SPECIAL SESSION: Light, leaves, and pathogens- spectroscopy for plant disease detection
Hyperspectral sensors for the detection, quantification and identification of plant diseases – demands, confounders and strengths for field detection
David Bohnenkamp - INRES-Phytomedicine.
For the purpose of integrated plant protection, it is of high relevance to include recent and future innovations into plant protection management. A site-specific management of plant diseases will lead to a reduced input of agrochemicals and thus to ecological and economic benefits. Previous research showed that hyperspectral sensors can be used to detect and quantify crop stress that is caused by plant diseases. The majority of these studies were conducted under controlled conditions because hyperspectral sensors demand high standards to the environmental conditions and the measuring system.

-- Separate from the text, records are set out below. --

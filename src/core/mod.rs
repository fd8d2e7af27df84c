//! Core modules for the narrator pipeline

pub mod queue;
pub mod sink;
pub mod drain;
pub mod detector;
pub mod strings;
pub mod rotation;
pub mod navigation;
pub mod router;
pub mod vase;
pub mod tape;
pub mod replay;

pub use queue::{AnnouncementQueue, DedupState, QueueHandle};
pub use sink::{ConsoleSink, DeliverySink, OutputMode, RecordingSink};
pub use drain::{DrainHandle, DrainLoop, DrainStats, PipelineConfig};
pub use detector::{combine_fragments, ActiveEdge, Edge, TextCombiner, ValueChange};
pub use strings::{Localizer, StringTable};
pub use rotation::{describe_hint, describe_piece, solve, PieceReport, RotationPuzzleSolver, SolutionBook};
pub use navigation::{describe_navigation, CursorSurface, CycleDirection, SimulatedCursor, TargetNavigationSolver};
pub use router::AnnouncementRouter;
pub use vase::VasePuzzleMonitor;
pub use tape::VideoTapeMonitor;
pub use replay::{parse_event, parse_script, ScriptEvent, Session, UserRequest};
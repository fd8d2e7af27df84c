//! Target navigation: cycle through active targets and park the cursor on one
//!
//! Placement:
//! 1. world position → cursor-parent local space
//! 2. shift by the hit-region offset (the hit box is not centred on the cursor origin)
//! 3. verify with a collision query; on a miss retry once without the shift
//! 4. still missing → report the placement as unverified, cursor stays at the estimate

use tracing::debug;

use crate::core::strings::Localizer;
use crate::types::{CursorNavigationCycle, NavigationOutcome, Placement, Target, Vec2};
use crate::{CURSOR_HIT_OFFSET, NO_COLLISION};

/// Narrow write access to the game's examination cursor
pub trait CursorSurface {
    /// World-space point → the cursor's parent space
    fn world_to_local(&self, world: Vec2) -> Vec2;

    /// Set the cursor's local position
    fn move_to(&mut self, local: Vec2);

    /// Collision number under the hit region, `NO_COLLISION` when none
    fn collided_no(&self) -> u32;

    fn is_on_target(&self) -> bool {
        self.collided_no() < NO_COLLISION
    }
}

/// Which way to step through the active targets
#[derive(Debug, Clone, Copy, PartialEq, Eq)]
pub enum CycleDirection {
    Next,
    Previous,
}

/// Cycles the cursor through active targets
#[derive(Debug, Clone)]
pub struct TargetNavigationSolver {
    cycle: CursorNavigationCycle,
    hit_offset: Vec2,
}

impl Default for TargetNavigationSolver {
    fn default() -> Self {
        Self::new(Vec2::new(CURSOR_HIT_OFFSET.0, CURSOR_HIT_OFFSET.1))
    }
}

impl TargetNavigationSolver {
    pub fn new(hit_offset: Vec2) -> Self {
        Self {
            cycle: CursorNavigationCycle::default(),
            hit_offset,
        }
    }

    pub fn cycle(&self) -> &CursorNavigationCycle {
        &self.cycle
    }

    /// Forget the position, e.g. when a new examination starts
    pub fn reset(&mut self) {
        self.cycle = CursorNavigationCycle::default();
    }

    pub fn next(&mut self, targets: &[Target], surface: &mut dyn CursorSurface) -> NavigationOutcome {
        self.step(CycleDirection::Next, targets, surface)
    }

    pub fn previous(
        &mut self,
        targets: &[Target],
        surface: &mut dyn CursorSurface,
    ) -> NavigationOutcome {
        self.step(CycleDirection::Previous, targets, surface)
    }

    /// Advance within the snapshot's active targets and move the cursor there
    pub fn step(
        &mut self,
        direction: CycleDirection,
        targets: &[Target],
        surface: &mut dyn CursorSurface,
    ) -> NavigationOutcome {
        let active: Vec<Target> = targets.iter().filter(|t| t.active).copied().collect();
        self.cycle.ordered_active_targets = active;

        let total = self.cycle.ordered_active_targets.len();
        if total == 0 {
            return NavigationOutcome::NoTargets;
        }

        // Positional only: if the set changed, the old index applies to the new ordering
        let index = match (direction, self.cycle.current_index) {
            (CycleDirection::Next, None) => 0,
            (CycleDirection::Next, Some(i)) => (i + 1) % total,
            (CycleDirection::Previous, None) | (CycleDirection::Previous, Some(0)) => total - 1,
            (CycleDirection::Previous, Some(i)) => (i - 1).min(total - 1),
        };
        self.cycle.current_index = Some(index);

        let target = self.cycle.ordered_active_targets[index];
        let placement = self.place(&target, surface);
        debug!(index, total, target = target.id, ?placement, "cursor moved to target");

        NavigationOutcome::Placed {
            index,
            total,
            target_id: target.id,
            placement,
        }
    }

    fn place(&self, target: &Target, surface: &mut dyn CursorSurface) -> Placement {
        let local = surface.world_to_local(target.position);

        surface.move_to(local + self.hit_offset);
        if surface.is_on_target() {
            return Placement::Offset;
        }

        // TODO: find out whether targets needing the unshifted position share a layout;
        // if so the offset sign should come from the layout instead of a retry
        surface.move_to(local);
        if surface.is_on_target() {
            Placement::Direct
        } else {
            Placement::Unverified
        }
    }
}

/// Spoken form of a navigation outcome
pub fn describe_navigation(outcome: &NavigationOutcome, strings: &dyn Localizer) -> String {
    match *outcome {
        NavigationOutcome::NoTargets => strings.get("tape.no_targets_at_frame"),
        NavigationOutcome::Placed {
            index,
            total,
            placement,
            ..
        } => {
            let key = match placement {
                Placement::Offset | Placement::Direct => "tape.target_present",
                Placement::Unverified => "tape.target_adjust",
            };
            strings.format(key, &[&(index + 1), &total])
        }
        NavigationOutcome::Unavailable(reason) => strings.get(reason.message_key()),
    }
}

// =============================================================================
// SIMULATED SURFACE
// =============================================================================

/// Cursor model for replays and tests
///
/// The cursor lives in a parent space whose origin sits at `parent_origin` in world
/// space. Its hit region is `hit_region` away from the cursor origin.
#[derive(Debug, Clone)]
pub struct SimulatedCursor {
    parent_origin: Vec2,
    hit_region: Vec2,
    local: Vec2,
    targets: Vec<Target>,
}

impl Default for SimulatedCursor {
    fn default() -> Self {
        Self::new(
            Vec2::ZERO,
            Vec2::new(-CURSOR_HIT_OFFSET.0, -CURSOR_HIT_OFFSET.1),
        )
    }
}

impl SimulatedCursor {
    pub fn new(parent_origin: Vec2, hit_region: Vec2) -> Self {
        Self {
            parent_origin,
            hit_region,
            local: Vec2::ZERO,
            targets: Vec::new(),
        }
    }

    /// Replace the collision areas the cursor can hit
    pub fn set_targets(&mut self, targets: &[Target]) {
        self.targets = targets.to_vec();
    }

    pub fn local_position(&self) -> Vec2 {
        self.local
    }

    /// World-space point the hit region covers
    pub fn hit_point(&self) -> Vec2 {
        self.parent_origin + self.local + self.hit_region
    }

    /// Collision number under the cursor, if any
    pub fn cursor_target(&self) -> Option<u32> {
        let no = self.collided_no();
        (no < NO_COLLISION).then_some(no)
    }
}

impl CursorSurface for SimulatedCursor {
    fn world_to_local(&self, world: Vec2) -> Vec2 {
        world - self.parent_origin
    }

    fn move_to(&mut self, local: Vec2) {
        self.local = local;
    }

    fn collided_no(&self) -> u32 {
        let point = self.hit_point();
        self.targets
            .iter()
            .find(|t| t.active && t.contains(point))
            .map(|t| t.id)
            .unwrap_or(NO_COLLISION)
    }
}

// =============================================================================
// TESTS
// =============================================================================
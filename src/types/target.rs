//! Target navigation types

use serde::{Deserialize, Serialize};

use crate::types::UnavailableReason;

/// 2D point or offset
#[derive(Debug, Clone, Copy, PartialEq, Default, Serialize, Deserialize)]
pub struct Vec2 {
    pub x: f32,
    pub y: f32,
}

impl Vec2 {
    pub const ZERO: Vec2 = Vec2 { x: 0.0, y: 0.0 };

    pub fn new(x: f32, y: f32) -> Self {
        Self { x, y }
    }
}

impl std::ops::Add for Vec2 {
    type Output = Vec2;
    fn add(self, rhs: Vec2) -> Vec2 {
        Vec2::new(self.x + rhs.x, self.y + rhs.y)
    }
}

impl std::ops::Sub for Vec2 {
    type Output = Vec2;
    fn sub(self, rhs: Vec2) -> Vec2 {
        Vec2::new(self.x - rhs.x, self.y - rhs.y)
    }
}

/// A spatial region the player can present, as observed in a poll
#[derive(Debug, Clone, Copy, PartialEq, Serialize, Deserialize)]
pub struct Target {
    /// Collision number reported by the cursor when overlapping this target
    pub id: u32,
    /// Centre in world space
    pub position: Vec2,
    /// Half width / half height in world space
    #[serde(default)]
    pub half_size: Vec2,
    /// Currently eligible for interaction
    pub active: bool,
}

impl Target {
    pub fn contains(&self, point: Vec2) -> bool {
        (point.x - self.position.x).abs() <= self.half_size.x
            && (point.y - self.position.y).abs() <= self.half_size.y
    }
}

/// Navigation cursor state kept between "next"/"previous" requests
///
/// The ordering is re-derived from each snapshot; only the position survives.
#[derive(Debug, Clone, Default, PartialEq)]
pub struct CursorNavigationCycle {
    /// Active targets in snapshot order, as of the last request
    pub ordered_active_targets: Vec<Target>,
    /// Position within that ordering; `None` before the first request
    pub current_index: Option<usize>,
}

/// How the cursor ended up on the chosen target
#[derive(Debug, Clone, Copy, PartialEq, Eq, Serialize, Deserialize)]
#[serde(rename_all = "snake_case")]
pub enum Placement {
    /// Hit confirmed with the hit-region offset applied
    Offset,
    /// Hit confirmed only after retrying without the offset
    Direct,
    /// Neither attempt confirmed a hit; cursor left at the raw estimate
    Unverified,
}

/// Result of a "next"/"previous" target request
#[derive(Debug, Clone, Copy, PartialEq, Serialize, Deserialize)]
pub enum NavigationOutcome {
    /// Active set empty; cursor untouched
    NoTargets,
    /// Cursor moved to target `index + 1` of `total`
    Placed {
        index: usize,
        total: usize,
        target_id: u32,
        placement: Placement,
    },
    Unavailable(UnavailableReason),
}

These high demands make a field approach challenging as there are many parameters to consider to generate high quality, reproducible and comparable field data. This work presents the main factors that affect the quality of hyperspectral field data and shows basic approaches to develop protocols for hyperspectral field measurements. The requirement for a reliable disease detection in the field is to produce comparable field data on different measurement days with the same setup. Therefore, different approaches were tested and used. The gain of knowledge out of hyperspectral measurements on different scales and under differing environmental conditions has to be integrated through scale transfers and recent analysis methods, such as feature selections, supervised classifications and regression analysis. Main goal is the definition of the characteristics for one sensor that fulfills the practice demands for plant disease detection under uncontrolled field conditions.